Timeline (all times UTC) 1
Recovery - 2017/01/31 23:00 (backup from ±17:20 UTC) 2
Problems Encountered 4
External help 5
Hugops (please add kind reactions here, from twitter and elsewhere) 5
Stephen Frost 5
Sam McLeod 5
- ±6 hours of data loss
- 4613 regular projects, 74 forks, and 350 imports are lost (roughly); 5037 projects in total. Since Git repositories are NOT lost, we can recreate all of the projects whose user/group existed before the data loss, but we cannot restore any of these projects’ issues, etc.
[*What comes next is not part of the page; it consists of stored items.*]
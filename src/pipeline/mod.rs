//! Pipeline components: shared context, worker threads, orchestration and the pipeline table.

pub mod context;
pub mod orchestrator;
pub mod registry;
pub mod worker;

pub use context::{PipelineContext, PipelineTuning, StageStatus};
pub use orchestrator::{Pipeline, PipelineBuilder, RunSummary, StageChain, StageSummary};
pub use registry::{PipelineDeps, build_pipeline, list_pipelines, tuning_from_opts};
//! Environment snapshot: process variables first, `~/.env` entries as fallback

use std::collections::HashMap;
use std::io::Read;
use std::path::Path;

/// Name of the dotenv file read from the user's home directory
pub const DOTENV_FILE: &str = ".env";

/// Read-only view of the variables the CLI cares about
///
/// Built once at startup. Lookups never touch the live process environment
/// afterwards, and nothing is ever written back to it.
#[derive(Debug, Clone, Default)]
pub struct Env {
    process: HashMap<String, String>,
    dotenv: HashMap<String, String>,
}

impl Env {
    /// Snapshot the process environment and the dotenv file in `home`, if any
    pub fn capture(home: &Path) -> Self {
        let dotenv_path = home.join(DOTENV_FILE);
        let dotenv = match dotenvy::from_path_iter(&dotenv_path) {
            Ok(iter) => {
                tracing::debug!(path = %dotenv_path.display(), "loaded dotenv file");
                collect_pairs(iter)
            }
            Err(_) => HashMap::new(),
        };

        Self {
            process: std::env::vars().collect(),
            dotenv,
        }
    }

    /// Build from explicit pairs (no dotenv layer)
    pub fn from_pairs<I, K, V>(pairs: I) -> Self
    where
        I: IntoIterator<Item = (K, V)>,
        K: Into<String>,
        V: Into<String>,
    {
        Self {
            process: pairs
                .into_iter()
                .map(|(k, v)| (k.into(), v.into()))
                .collect(),
            dotenv: HashMap::new(),
        }
    }

    /// Layer dotenv content under the existing values
    pub fn with_dotenv(mut self, content: &str) -> Self {
        self.dotenv = collect_pairs(dotenvy::from_read_iter(content.as_bytes()));
        self
    }

    /// Look up a variable; empty values count as unset
    pub fn get(&self, key: &str) -> Option<&str> {
        self.process
            .get(key)
            .or_else(|| self.dotenv.get(key))
            .map(String::as_str)
            .filter(|v| !v.is_empty())
    }
}

/// Keep the well-formed entries; a bad line is logged and skipped
fn collect_pairs<R: Read>(iter: dotenvy::Iter<R>) -> HashMap<String, String> {
    iter.filter_map(|item| match item {
        Ok(pair) => Some(pair),
        Err(e) => {
            tracing::debug!(error = %e, "skipping malformed dotenv line");
            None
        }
    })
    .collect()
}

#[cfg(test)]
mod tests {
    use super::*;

    #[test]
    fn test_process_value_wins_over_dotenv() {
        let env = Env::from_pairs([("CLI_HOME", ".from-process")]).with_dotenv("CLI_HOME=.from-file");
        assert_eq!(env.get("CLI_HOME"), Some(".from-process"));
    }

    #[test]
    fn test_dotenv_used_as_fallback() {
        let env = Env::from_pairs(Vec::<(String, String)>::new())
            .with_dotenv("# comment\n\nexport CLI_HOME=\".quoted\"\nLOG_LEVEL='verbose'\n");
        assert_eq!(env.get("CLI_HOME"), Some(".quoted"));
        assert_eq!(env.get("LOG_LEVEL"), Some("verbose"));
    }

    #[test]
    fn test_dotenv_inline_comment_and_escapes() {
        let env = Env::from_pairs(Vec::<(String, String)>::new())
            .with_dotenv("CLI_HOME=.x # note\nGREETING=\"a\\nb\"\n");
        assert_eq!(env.get("CLI_HOME"), Some(".x"));
        assert_eq!(env.get("GREETING"), Some("a\nb"));
    }

    #[test]
    fn test_empty_value_is_unset() {
        let env = Env::from_pairs([("CLI_TARGET_PATH", "")]);
        assert_eq!(env.get("CLI_TARGET_PATH"), None);
    }

    #[test]
    fn test_malformed_lines_skipped() {
        let env = Env::from_pairs(Vec::<(String, String)>::new()).with_dotenv("GOOD=1\nNOEQUALS\n");
        assert_eq!(env.get("GOOD"), Some("1"));
        assert_eq!(env.get("NOEQUALS"), None);
    }

    #[test]
    fn test_capture_reads_dotenv_from_home() {
        let home = tempfile::tempdir().unwrap();
        std::fs::write(home.path().join(DOTENV_FILE), "TURBO_DOTENV_ONLY_KEY=yes\n").unwrap();

        let env = Env::capture(home.path());
        assert_eq!(env.get("TURBO_DOTENV_ONLY_KEY"), Some("yes"));
    }
}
- ±4979 (so ±5000) comments lost
- 707 users lost potentially, hard to tell for certain from the Kibana logs
- Webhooks created before Jan 31st 17:20 were restored, those created after this time are lost
Timeline (all times UTC)
- 2017/01/31 16:00/17:00 - 21:00
- YP is working on setting up pgpool and replication in staging, creates an LVM snapshot to get up to date production data to staging, hoping he can re-use this for bootstrapping other replicas. This was done roughly 6 hours before data loss.
- Getting replication to work is proving to be problematic and time consuming (estimated at ±20 hours just for the initial pg_basebackup sync). The LVM snapshot is not usable on the other replicas as far as YP could figure out. Work is interrupted due to this (as YP needs the help of another collegue who’s not working this day), and due to spam/high load on GitLab.com
- 2017/01/31 21:00 - Spike in database load due to spam users - Twitter | Slack
- Blocked users based on IP address
- Removed a user for using a repository as some form of CDN, resulting in 47 000 IPs signing in using the same account (causing high DB load). This was communicated with the infrastructure and support team.
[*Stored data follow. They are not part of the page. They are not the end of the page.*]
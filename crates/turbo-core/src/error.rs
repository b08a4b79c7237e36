//! Error kinds surfaced by the scaffolding core
//!
//! Library components return [`Result`]; the orchestration layer wraps these in
//! `anyhow` with extra context before they reach the top-level handler.

use std::path::PathBuf;
use thiserror::Error;

pub type Result<T> = std::result::Result<T, Error>;

#[derive(Debug, Error)]
pub enum Error {
    /// Missing or invalid options when building a component
    #[error("configuration error: {0}")]
    Config(String),

    /// Registry lookup failed (network error or non-success response)
    #[error("registry error: {message}")]
    Registry {
        message: String,
        #[source]
        source: Option<reqwest::Error>,
    },

    /// Package download, verification or extraction failed
    #[error("install error: {0}")]
    Install(String),

    /// Something required was not there (catalog, entry point, version, binary)
    #[error("{0}")]
    NotFound(String),

    /// User-supplied value rejected by a validator
    #[error("{0}")]
    Validation(String),

    #[error("unsupported: {0}")]
    Unsupported(String),

    /// Template-supplied command whose program is not on the allow-list
    #[error("command rejected: '{0}' is not an allowed command")]
    CommandRejected(String),

    #[error("I/O error at {path}: {source}")]
    Io {
        path: PathBuf,
        #[source]
        source: std::io::Error,
    },
}

impl Error {
    pub fn registry(message: impl Into<String>) -> Self {
        Self::Registry {
            message: message.into(),
            source: None,
        }
    }

    pub fn registry_with(message: impl Into<String>, source: reqwest::Error) -> Self {
        Self::Registry {
            message: message.into(),
            source: Some(source),
        }
    }

    pub fn io(path: impl Into<PathBuf>, source: std::io::Error) -> Self {
        Self::Io {
            path: path.into(),
            source,
        }
    }
}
- Removed users for spamming (by creating snippets) - Slack
- Database load goes back to normal, some manual PostgreSQL vacuuming is applied here and there to catch up with a large amount of dead tuples.
- 2017/01/31 22:00 - Replication lag alert triggered in pagerduty Slack
- Attempts to fix db2, it’s lagging behind by about 4 GB at this point
- db2.cluster refuses to replicate, /var/opt/gitlab/postgresql/data is wiped to ensure a clean replication
- db2.cluster refuses to connect to db1, complaining about max_wal_senders being too low. This setting is used to limit the number of WAL (= replication) clients
- YP adjusts max_wal_senders to 32 on db1, restarts PostgreSQL
- PostgreSQL complains about too many semaphores being open, refusing to start
- YP adjusts max_connections to 2000 from 8000, PostgreSQL starts again (despite 8000 having been used for almost a year)
- db2.cluster still refuses to replicate, though it no longer complains about connections; instead it just hangs there not doing anything
- At this point frustration begins to kick in. Earlier this night YP explicitly mentioned he was going to sign off as it was getting late (23:00 or so local time), but didn’t due to the replication problems popping up all of a sudden.
- 2017/01/31 23:00-ish
- YP thinks that perhaps pg_basebackup is being super pedantic about there being an empty data directory, decides to remove the directory. After a second or two he notices he ran it on db1.cluster.gitlab.com, instead of db2.cluster.gitlab.com
- 2017/01/31 23:27 YP - terminates the removal, but it’s too late. Of around 310 GB only about 4.5 GB is left - Slack
Recovery - 2017/01/31 23:00 (backup from ±17:20 UTC)
- Suggested recovery solutions:
- Migrate db1.staging.gitlab.com data to GitLab.com (±6 hours old)
- CW: Problem with web hooks, these are removed as part of the staging sync.
- Restore LVM snapshot (6 hours old)
- Sid: try to undelete files?
- CW: Not possible! `rm -Rvf` Sid: OK
- JEJ: Probably too late, but isn't it sometimes possible if you make the disk read-only quickly enough? Also might still have file descriptor if the file was in use by a running process according to http://unix.stackexchange.com/a/101247/213510
- YP: PostgreSQL doesn't keep all files open at all times, so that wouldn't work. Also, Azure is apparently also really good in removing data quickly, but not at sending it over to replicas. In other words, the data can't be recovered from the disk itself.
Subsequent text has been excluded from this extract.